Y mi respiración comenzaba a agitarse. Mi madre sonreía pero yo ya apenas podía verla. Ella casi había desaparecido, pues en mi habitación, a mi lado, estaba el lobo vestido con un camisón blanco de puntillas, con un gorrito a juego, tapado hasta el cuello y en la penumbra, tratando de zamparse a Caperucita Roja. Casi podía tocarle. Lo que no entendía era cómo la niña no se daba cuenta de la trampa, cómo la tonta de ella no era capaz de diferenciar a un lobo de una abuela. Y otra cuestión. Evidentemente, los lobos no hablan. ¿Cómo había aprendido este lobo a hablar? Todo eran incógnitas que nunca llegué a preguntar y que rodeaban de misterio una situación absurda donde las hubiera.
- Abuelita, abuelita, ¡qué nariz más grande tienes!
-¡Es para olerte mejor!- manifestaba el lobo-abuela aspirando aire en pequeñas dosis, repetidamente, con los ojos fuera de las órbitas cegado por la ansiedad.
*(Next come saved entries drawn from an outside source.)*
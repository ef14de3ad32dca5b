//! Combines the detector's own label with a configurable score threshold.

use crate::config::{PolicyConfig, SignalCombination};
use crate::error::ValidationError;
use crate::features::FeatureVector;
use crate::model::{AnomalyModel, Label, Scaler};
use serde::{Deserialize, Serialize};

/// Decision for a single scored sample
#[derive(Debug, Clone, Copy, PartialEq, Serialize, Deserialize)]
pub struct Verdict {
    pub is_anomaly: bool,
    pub score: f64,
    pub label: Label,
}

pub struct AnomalyPolicy {
    config: PolicyConfig,
}

impl AnomalyPolicy {
    pub fn new(config: PolicyConfig) -> Self {
        Self { config }
    }

    /// Default combination flags a sample when either signal fires, which
    /// favors anomaly recall over precision.
    pub fn decide(&self, label: Label, score: f64) -> Verdict {
        let by_model = label == Label::Outlier;
        let by_threshold = score < self.config.anomaly_threshold;
        let is_anomaly = match self.config.combine {
            SignalCombination::Any => by_model || by_threshold,
            SignalCombination::All => by_model && by_threshold,
        };
        Verdict {
            is_anomaly,
            score,
            label,
        }
    }

    /// Standardize `v` with the scaler the model was trained behind, then score it.
    pub fn classify(
        &self,
        v: &FeatureVector,
        scaler: &Scaler,
        model: &dyn AnomalyModel,
    ) -> Result<Verdict, ValidationError> {
        let standardized = scaler.transform(v.as_slice())?;
        let score = model.score_samples(&standardized);
        let label = model.predict(&standardized);
        Ok(self.decide(label, score))
    }

    pub fn config(&self) -> &PolicyConfig {
        &self.config
    }
}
Y yo ya contenía la respiración. En breves, en un santiamén, llegaría el momento álgido. El momento en el que el poder de la imaginación atacaría todo mi cuerpo con fuerza y destreza. Porque lo que no se puede ver, se recrea “ad libitum”, “a piacere”. La historia ya es nuestra, nos pertenece. Ante el relato o las letras, me convierto en dueña activa. Yo edifico y me transporto y nadie me puede pilotar; si acaso…una historia o unas letras.
- Abuelita, abuelita, ¡qué boca más grande tienes!
Y para entonces, yo ya era incapaz de escuchar nada más. Bajo las sábanas, un inaudible grito se confundía con el rugido inhumano del lobo.